⟨

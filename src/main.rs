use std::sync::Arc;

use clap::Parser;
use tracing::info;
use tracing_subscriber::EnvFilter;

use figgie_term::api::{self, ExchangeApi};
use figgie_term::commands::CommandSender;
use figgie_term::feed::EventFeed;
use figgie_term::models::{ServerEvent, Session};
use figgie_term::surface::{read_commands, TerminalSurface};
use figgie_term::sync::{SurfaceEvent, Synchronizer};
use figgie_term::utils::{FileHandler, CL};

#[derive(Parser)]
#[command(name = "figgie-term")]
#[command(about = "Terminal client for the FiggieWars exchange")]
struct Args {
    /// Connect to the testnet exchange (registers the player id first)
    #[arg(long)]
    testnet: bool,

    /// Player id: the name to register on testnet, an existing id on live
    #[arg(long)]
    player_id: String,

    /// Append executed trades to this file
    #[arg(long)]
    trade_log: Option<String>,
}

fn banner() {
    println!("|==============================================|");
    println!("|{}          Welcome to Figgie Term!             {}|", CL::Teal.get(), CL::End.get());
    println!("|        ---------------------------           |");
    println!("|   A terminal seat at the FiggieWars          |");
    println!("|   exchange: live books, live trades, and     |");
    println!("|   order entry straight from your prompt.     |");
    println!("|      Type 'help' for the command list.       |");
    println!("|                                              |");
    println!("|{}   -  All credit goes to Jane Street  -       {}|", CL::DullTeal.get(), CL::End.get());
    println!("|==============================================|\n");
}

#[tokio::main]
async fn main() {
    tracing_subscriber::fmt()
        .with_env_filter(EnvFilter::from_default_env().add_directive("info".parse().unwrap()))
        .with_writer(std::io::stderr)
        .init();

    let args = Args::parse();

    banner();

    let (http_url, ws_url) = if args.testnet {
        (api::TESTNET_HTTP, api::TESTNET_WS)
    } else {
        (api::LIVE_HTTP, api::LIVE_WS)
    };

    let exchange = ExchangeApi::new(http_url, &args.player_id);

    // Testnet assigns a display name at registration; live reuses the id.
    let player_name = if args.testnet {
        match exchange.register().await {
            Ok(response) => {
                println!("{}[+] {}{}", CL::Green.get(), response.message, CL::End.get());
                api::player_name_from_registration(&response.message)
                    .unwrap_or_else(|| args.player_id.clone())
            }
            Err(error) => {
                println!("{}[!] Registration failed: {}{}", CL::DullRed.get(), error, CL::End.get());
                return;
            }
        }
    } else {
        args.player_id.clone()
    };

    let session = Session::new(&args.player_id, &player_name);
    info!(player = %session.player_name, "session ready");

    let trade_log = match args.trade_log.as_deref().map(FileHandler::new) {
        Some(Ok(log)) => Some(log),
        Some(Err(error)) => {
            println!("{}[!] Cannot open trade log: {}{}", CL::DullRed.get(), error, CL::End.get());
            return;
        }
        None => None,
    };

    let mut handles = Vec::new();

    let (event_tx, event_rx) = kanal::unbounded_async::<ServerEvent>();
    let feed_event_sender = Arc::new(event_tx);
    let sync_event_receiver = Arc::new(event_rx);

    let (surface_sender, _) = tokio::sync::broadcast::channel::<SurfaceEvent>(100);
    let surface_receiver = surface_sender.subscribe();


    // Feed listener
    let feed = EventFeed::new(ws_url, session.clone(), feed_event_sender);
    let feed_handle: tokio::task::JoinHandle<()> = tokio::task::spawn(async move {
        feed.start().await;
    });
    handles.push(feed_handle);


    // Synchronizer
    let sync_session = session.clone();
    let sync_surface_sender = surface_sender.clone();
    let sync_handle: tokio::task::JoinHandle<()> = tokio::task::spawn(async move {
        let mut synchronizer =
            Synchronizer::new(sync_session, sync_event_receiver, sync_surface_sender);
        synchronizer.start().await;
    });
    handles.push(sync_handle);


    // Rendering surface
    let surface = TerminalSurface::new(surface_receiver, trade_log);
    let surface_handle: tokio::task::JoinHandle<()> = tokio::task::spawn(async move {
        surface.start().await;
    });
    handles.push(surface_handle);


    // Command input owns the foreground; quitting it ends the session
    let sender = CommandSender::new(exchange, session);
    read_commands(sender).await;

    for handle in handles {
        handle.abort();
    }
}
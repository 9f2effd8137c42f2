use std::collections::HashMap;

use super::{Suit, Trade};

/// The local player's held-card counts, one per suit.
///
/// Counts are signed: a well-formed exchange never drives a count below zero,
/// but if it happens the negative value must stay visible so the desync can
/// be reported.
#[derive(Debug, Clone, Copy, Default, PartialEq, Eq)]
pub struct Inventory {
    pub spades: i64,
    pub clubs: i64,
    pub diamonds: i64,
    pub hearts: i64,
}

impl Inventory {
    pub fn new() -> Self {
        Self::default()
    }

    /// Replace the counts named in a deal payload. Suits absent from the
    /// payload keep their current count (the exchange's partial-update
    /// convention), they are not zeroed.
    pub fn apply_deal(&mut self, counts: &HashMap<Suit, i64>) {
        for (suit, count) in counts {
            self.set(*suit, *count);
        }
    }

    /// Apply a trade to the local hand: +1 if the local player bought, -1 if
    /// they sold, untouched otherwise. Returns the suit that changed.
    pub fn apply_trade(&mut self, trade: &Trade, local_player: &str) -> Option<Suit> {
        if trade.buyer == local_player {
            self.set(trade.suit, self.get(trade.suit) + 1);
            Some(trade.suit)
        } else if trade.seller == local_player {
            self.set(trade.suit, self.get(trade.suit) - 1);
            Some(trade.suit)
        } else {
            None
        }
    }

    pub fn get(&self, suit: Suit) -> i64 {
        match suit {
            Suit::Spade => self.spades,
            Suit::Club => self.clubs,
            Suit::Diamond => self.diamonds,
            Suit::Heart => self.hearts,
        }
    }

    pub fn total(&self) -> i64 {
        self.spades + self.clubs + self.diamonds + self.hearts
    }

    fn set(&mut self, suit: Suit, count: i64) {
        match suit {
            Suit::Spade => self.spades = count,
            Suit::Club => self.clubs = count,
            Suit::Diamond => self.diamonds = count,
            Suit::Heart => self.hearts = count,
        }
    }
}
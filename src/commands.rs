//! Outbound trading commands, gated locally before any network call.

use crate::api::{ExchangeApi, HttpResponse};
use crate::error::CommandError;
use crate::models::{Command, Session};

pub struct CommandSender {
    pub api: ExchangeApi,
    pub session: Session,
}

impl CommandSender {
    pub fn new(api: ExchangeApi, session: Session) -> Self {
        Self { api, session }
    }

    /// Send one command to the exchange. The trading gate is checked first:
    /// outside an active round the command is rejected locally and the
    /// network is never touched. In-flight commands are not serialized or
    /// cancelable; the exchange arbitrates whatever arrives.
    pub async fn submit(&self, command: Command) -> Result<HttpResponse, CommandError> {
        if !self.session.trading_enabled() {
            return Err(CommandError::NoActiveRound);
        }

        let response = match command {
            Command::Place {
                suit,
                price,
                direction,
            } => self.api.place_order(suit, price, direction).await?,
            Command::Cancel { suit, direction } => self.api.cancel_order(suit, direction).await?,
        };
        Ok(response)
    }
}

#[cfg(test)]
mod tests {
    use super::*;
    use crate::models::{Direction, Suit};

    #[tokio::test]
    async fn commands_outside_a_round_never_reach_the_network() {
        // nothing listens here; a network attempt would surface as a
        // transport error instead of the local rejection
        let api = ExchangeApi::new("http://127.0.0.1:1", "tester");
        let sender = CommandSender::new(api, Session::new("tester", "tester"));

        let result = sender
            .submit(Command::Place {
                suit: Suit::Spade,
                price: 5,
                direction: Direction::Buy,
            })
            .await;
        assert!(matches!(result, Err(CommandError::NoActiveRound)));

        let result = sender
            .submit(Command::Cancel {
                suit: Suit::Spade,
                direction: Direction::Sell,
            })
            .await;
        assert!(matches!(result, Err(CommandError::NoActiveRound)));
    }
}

⟩

▸ Your goal
Looking at the entries above, can you reproduce exactly the lines from the one that holds "Send one command" through the one that holds "arbitrates whatever arrives.", and only those?

▸ Expected answer
    /// Send one command to the exchange. The trading gate is checked first:
    /// outside an active round the command is rejected locally and the
    /// network is never touched. In-flight commands are not serialized or
    /// cancelable; the exchange arbitrates whatever arrives.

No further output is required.